Problem statement:
Some lines hold the string "returning". Copy all of them from the material that follows.

══════════

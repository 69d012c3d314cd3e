//! Record endpoints: fetch, paginate, create, update, delete

use super::{
    decode, read_result, take_field, write_result, KintoneClient, RECORDS_PATH, RECORD_PATH,
};
use crate::error::Result;
use crate::http::RequestConfig;
use crate::pagination::{
    offset_query, CursorPaginator, NextPage, OffsetPaginator, PaginationState, Paginator,
    RecordLimit,
};
use crate::types::{
    AppId, CreatedRecords, JsonValue, Record, RecordPage, RecordRevision, RecordSet, RecordUpdate,
    UpdateTarget, RECORD_ID_FIELD,
};
use serde_json::{json, Map};
use tracing::debug;

/// Parameters of a paginated record fetch
#[derive(Debug, Clone, Default, PartialEq, Eq)]
pub struct RecordQuery {
    /// Query condition (Kintone query syntax, without limit/offset)
    pub condition: String,
    /// Field codes to return; empty returns every field
    pub fields: Vec<String>,
    /// How many records to fetch (offset strategy only)
    pub limit: RecordLimit,
    /// Whether the result should carry the server-reported total
    pub total_count: bool,
}

impl RecordQuery {
    /// Create a query for every record matching `condition`
    pub fn new(condition: impl Into<String>) -> Self {
        Self {
            condition: condition.into(),
            ..Default::default()
        }
    }

    /// Restrict returned fields
    #[must_use]
    pub fn fields<I, S>(mut self, fields: I) -> Self
    where
        I: IntoIterator<Item = S>,
        S: Into<String>,
    {
        self.fields = fields.into_iter().map(Into::into).collect();
        self
    }

    /// Set how many records to fetch
    #[must_use]
    pub fn limit(mut self, limit: RecordLimit) -> Self {
        self.limit = limit;
        self
    }

    /// Include the total count in the result
    #[must_use]
    pub fn total_count(mut self, include: bool) -> Self {
        self.total_count = include;
        self
    }
}

impl KintoneClient {
    /// Fetch one record by id
    pub async fn get_record(&self, id: u64) -> Result<Record> {
        let app = self.app_id()?;
        let config = RequestConfig::new()
            .query("app", app.to_string())
            .query("id", id.to_string());
        let response = self.http.get_with_config(RECORD_PATH, config).await?;
        decode(take_field(read_result(response).await?, "record")?)
    }

    /// Fetch a single page with a full query string (limit/offset included)
    pub async fn get_page(&self, query: &str, fields: &[String], total_count: bool) -> Result<RecordPage> {
        let app = self.app_id()?;
        self.fetch_page(app, query, fields, total_count).await
    }

    /// Fetch records with offset pagination
    ///
    /// Pages of up to 500 records are requested until `query.limit` records
    /// or the reported total have been collected.
    pub async fn get_records(&self, query: &RecordQuery) -> Result<RecordSet> {
        let app = self.app_id()?;
        if query.limit.is_zero() {
            // `limit 0` still reports the total, so only ask when it is wanted
            let total_count = if query.total_count {
                let count_query = offset_query(&query.condition, 0, 0);
                self.fetch_page(app, &count_query, &query.fields, true)
                    .await?
                    .total_count
            } else {
                None
            };
            return Ok(RecordSet {
                records: Vec::new(),
                total_count,
            });
        }

        let paginator = OffsetPaginator::new(query.condition.clone(), query.limit);
        let (records, total) = self.paginate(app, &paginator, &query.fields).await?;
        Ok(RecordSet {
            records,
            total_count: if query.total_count { total } else { None },
        })
    }

    /// Fetch every matching record with cursor pagination over `$id`
    ///
    /// `query.condition` must not contain `order by` or `limit`; `query.limit`
    /// is ignored. `$id` is added to the field list when one is given.
    pub async fn get_all_records_by_id(&self, query: &RecordQuery) -> Result<RecordSet> {
        let app = self.app_id()?;
        let mut fields = query.fields.clone();
        if !fields.is_empty() && !fields.iter().any(|f| f == RECORD_ID_FIELD) {
            fields.push(RECORD_ID_FIELD.to_string());
        }

        let paginator = CursorPaginator::new(query.condition.clone());
        let (records, total) = self.paginate(app, &paginator, &fields).await?;
        Ok(RecordSet {
            records,
            total_count: if query.total_count { total } else { None },
        })
    }

    /// Drive a paginator to completion, returning records and the first total
    pub async fn paginate<P: Paginator>(
        &self,
        app: AppId,
        paginator: &P,
        fields: &[String],
    ) -> Result<(Vec<Record>, Option<u64>)> {
        let mut state = PaginationState::new();
        let mut query = paginator.initial_query(&state);
        let mut records = Vec::new();

        loop {
            let page = self.fetch_page(app, &query, fields, true).await?;
            let next = paginator.process_page(&page, &mut state);
            records.extend(page.records);

            match next {
                NextPage::Continue { query: next_query } => query = next_query,
                NextPage::Done => break,
            }
        }

        debug!(
            "Fetched {} records in {} pages (total {:?})",
            records.len(),
            state.page,
            state.total_count
        );
        Ok((records, state.total_count))
    }

    async fn fetch_page(
        &self,
        app: AppId,
        query: &str,
        fields: &[String],
        total_count: bool,
    ) -> Result<RecordPage> {
        let mut config = RequestConfig::new()
            .query("app", app.to_string())
            .query("query", query);
        for (i, field) in fields.iter().enumerate() {
            config = config.query(format!("fields[{i}]"), field.as_str());
        }
        if total_count {
            config = config.query("totalCount", "true");
        }

        debug!("Fetching records: {}", query);
        let response = self.http.get_with_config(RECORDS_PATH, config).await?;
        decode(read_result(response).await?)
    }

    /// Create one record
    pub async fn add_record(&self, record: &Record) -> Result<RecordRevision> {
        let app = self.app_id()?;
        let body = json!({ "app": app, "record": record });
        let response = self.http.post(RECORD_PATH, body).await?;
        decode(write_result(response).await?)
    }

    /// Create several records in one request
    pub async fn add_records(&self, records: &[Record]) -> Result<CreatedRecords> {
        let app = self.app_id()?;
        let body = json!({ "app": app, "records": records });
        let response = self.http.post(RECORDS_PATH, body).await?;
        decode(write_result(response).await?)
    }

    /// Replace fields of one record, returning its new revision
    pub async fn update_record(
        &self,
        target: &UpdateTarget,
        record: &Record,
        revision: Option<u64>,
    ) -> Result<String> {
        let app = self.app_id()?;
        let mut body = update_entry(target, record, revision);
        body.insert("app".to_string(), json!(app));

        let response = self.http.put(RECORD_PATH, JsonValue::Object(body)).await?;
        decode(take_field(write_result(response).await?, "revision")?)
    }

    /// Replace fields of several records in one request
    pub async fn update_records(&self, updates: &[RecordUpdate]) -> Result<Vec<RecordRevision>> {
        let app = self.app_id()?;
        let entries: Vec<JsonValue> = updates
            .iter()
            .map(|u| JsonValue::Object(update_entry(&u.target, &u.record, u.revision)))
            .collect();
        let body = json!({ "app": app, "records": entries });

        let response = self.http.put(RECORDS_PATH, body).await?;
        decode(take_field(write_result(response).await?, "records")?)
    }

    /// Delete records by id, optionally checking each one's revision
    pub async fn delete_records(&self, ids: &[u64], revisions: Option<&[u64]>) -> Result<()> {
        let app = self.app_id()?;
        let mut body = json!({ "app": app, "ids": ids });
        if let Some(revisions) = revisions {
            body["revisions"] = json!(revisions);
        }

        let response = self.http.delete(RECORDS_PATH, body).await?;
        write_result(response).await?;
        Ok(())
    }
}

/// `{id|updateKey, record, revision?}` object shared by single and bulk updates
fn update_entry(target: &UpdateTarget, record: &Record, revision: Option<u64>) -> Map<String, JsonValue> {
    let mut entry = Map::new();
    match target {
        UpdateTarget::Id(id) => {
            entry.insert("id".to_string(), json!(id));
        }
        UpdateTarget::Key(key) => {
            entry.insert("updateKey".to_string(), json!(key));
        }
    }
    entry.insert("record".to_string(), json!(record));
    if let Some(revision) = revision {
        entry.insert("revision".to_string(), json!(revision));
    }
    entry
}
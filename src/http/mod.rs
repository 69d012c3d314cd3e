//! HTTP client module
//!
//! Provides the transport used by `KintoneClient`.
//!
//! # Features
//!
//! - **Base URL resolution**: relative paths resolve against the Kintone domain
//! - **Bodies**: JSON and multipart
//! - **Authentication**: Integration with auth module
//!
//! There is no retry, backoff or rate limiting; every call is one attempt.

mod client;

pub use client::{HttpClient, HttpClientConfig, HttpClientConfigBuilder, RequestBody, RequestConfig};
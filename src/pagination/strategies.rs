//! Pagination strategy implementations
//!
//! Both strategies build the Kintone `query` string for each request; the
//! client drives the loop.

use super::types::{
    NextPage, PagePlan, PaginationState, Paginator, RecordLimit, MAX_OFFSET, MAX_PAGE_SIZE,
};
use crate::types::{RecordPage, RECORD_ID_FIELD};
use tracing::{debug, warn};

/// Append `limit`/`offset` clauses to a query condition
pub fn offset_query(condition: &str, limit: u32, offset: u64) -> String {
    let condition = condition.trim();
    if condition.is_empty() {
        format!("limit {limit} offset {offset}")
    } else {
        format!("{condition} limit {limit} offset {offset}")
    }
}

/// Build an id-ordered query for records after `last_id`
pub fn cursor_query(condition: &str, last_id: Option<u64>, limit: u32) -> String {
    let condition = condition.trim();
    let mut clauses = Vec::with_capacity(2);
    if let Some(id) = last_id {
        clauses.push(format!("{RECORD_ID_FIELD} > {id}"));
    }
    if !condition.is_empty() {
        clauses.push(format!("({condition})"));
    }

    let order = format!("order by {RECORD_ID_FIELD} asc limit {limit}");
    if clauses.is_empty() {
        order
    } else {
        format!("{} {order}", clauses.join(" and "))
    }
}

fn clamp_page_size(size: u32) -> u32 {
    size.clamp(1, MAX_PAGE_SIZE)
}

// ============================================================================
// Offset Pagination
// ============================================================================

/// Offset-based pagination
///
/// Appends `limit L offset O` to the caller's condition and advances the
/// offset by the page size until the target count is reached. The condition
/// may carry its own `order by` clause.
#[derive(Debug, Clone)]
pub struct OffsetPaginator {
    /// Query condition (and ordering), without limit/offset
    pub condition: String,
    /// How many records to fetch
    pub limit: RecordLimit,
    /// Records per request
    pub page_size: u32,
}

impl OffsetPaginator {
    /// Create a new offset paginator with the maximum page size
    pub fn new(condition: impl Into<String>, limit: RecordLimit) -> Self {
        Self {
            condition: condition.into(),
            limit,
            page_size: MAX_PAGE_SIZE,
        }
    }

    /// Use a smaller page size (clamped to 1..=500)
    #[must_use]
    pub fn with_page_size(mut self, page_size: u32) -> Self {
        self.page_size = clamp_page_size(page_size);
        self
    }

    /// Page plan for a bounded fetch
    pub fn plan(&self) -> Option<PagePlan> {
        match self.limit {
            RecordLimit::All => None,
            RecordLimit::Count(n) => Some(PagePlan::new(n, self.page_size)),
        }
    }

    /// `limit` for the page index; 0 once a bounded plan is exhausted
    fn page_limit(&self, page: u64) -> u32 {
        self.plan()
            .map_or(self.page_size, |plan| plan.limit_for(page))
    }
}

impl Paginator for OffsetPaginator {
    fn initial_query(&self, state: &PaginationState) -> String {
        offset_query(&self.condition, self.page_limit(state.page), state.offset)
    }

    fn process_page(&self, page: &RecordPage, state: &mut PaginationState) -> NextPage {
        let requested = self.page_limit(state.page);
        let count = page.records.len();

        state.add_fetched(count as u64);
        state.observe_total(page.total_count);
        state.add_offset(requested);
        state.next_page();

        debug!(
            "Offset page {}: {} records ({} of {:?})",
            state.page, count, state.total_fetched, state.total_count
        );

        if count == 0 || count < requested as usize {
            state.mark_done();
            return NextPage::Done;
        }

        if let Some(target) = self.limit.target(state.total_count) {
            if state.total_fetched >= target {
                state.mark_done();
                return NextPage::Done;
            }
        }

        let next_limit = self.page_limit(state.page);
        if next_limit == 0 {
            state.mark_done();
            return NextPage::Done;
        }

        if state.offset > MAX_OFFSET {
            warn!(
                "Offset {} exceeds the records API maximum of {}; use cursor pagination for large sets",
                state.offset, MAX_OFFSET
            );
        }

        NextPage::with_query(offset_query(&self.condition, next_limit, state.offset))
    }
}

// ============================================================================
// Cursor Pagination
// ============================================================================

/// Cursor pagination over the internal record id
///
/// Orders by `$id` ascending and re-queries with `$id > last` until the
/// first page's total count is reached. The condition must not carry its
/// own `order by` or `limit` clauses. Records inserted mid-iteration with
/// higher ids are picked up; nothing is deduplicated.
#[derive(Debug, Clone)]
pub struct CursorPaginator {
    /// Query condition, without ordering or limit
    pub condition: String,
    /// Records per request
    pub page_size: u32,
}

impl CursorPaginator {
    /// Create a new cursor paginator with the maximum page size
    pub fn new(condition: impl Into<String>) -> Self {
        Self {
            condition: condition.into(),
            page_size: MAX_PAGE_SIZE,
        }
    }

    /// Use a smaller page size (clamped to 1..=500)
    #[must_use]
    pub fn with_page_size(mut self, page_size: u32) -> Self {
        self.page_size = clamp_page_size(page_size);
        self
    }
}

impl Paginator for CursorPaginator {
    fn initial_query(&self, state: &PaginationState) -> String {
        cursor_query(&self.condition, state.last_id, self.page_size)
    }

    fn process_page(&self, page: &RecordPage, state: &mut PaginationState) -> NextPage {
        let count = page.records.len();

        state.add_fetched(count as u64);
        state.observe_total(page.total_count);
        state.next_page();

        debug!(
            "Cursor page {}: {} records ({} of {:?})",
            state.page, count, state.total_fetched, state.total_count
        );

        if count == 0 {
            state.mark_done();
            return NextPage::Done;
        }

        match page.records.iter().filter_map(|r| r.record_id()).max() {
            Some(id) => state.observe_id(id),
            None => {
                warn!(
                    "Page of {} records carried no readable {} values; stopping",
                    count, RECORD_ID_FIELD
                );
                state.mark_done();
                return NextPage::Done;
            }
        }

        let finished = match state.total_count {
            Some(total) => state.total_fetched >= total,
            None => count < self.page_size as usize,
        };
        if finished {
            state.mark_done();
            return NextPage::Done;
        }

        NextPage::with_query(cursor_query(&self.condition, state.last_id, self.page_size))
    }
}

══════════

Problem solution:
    /// Drive a paginator to completion, returning records and the first total
    /// Replace fields of one record, returning its new revision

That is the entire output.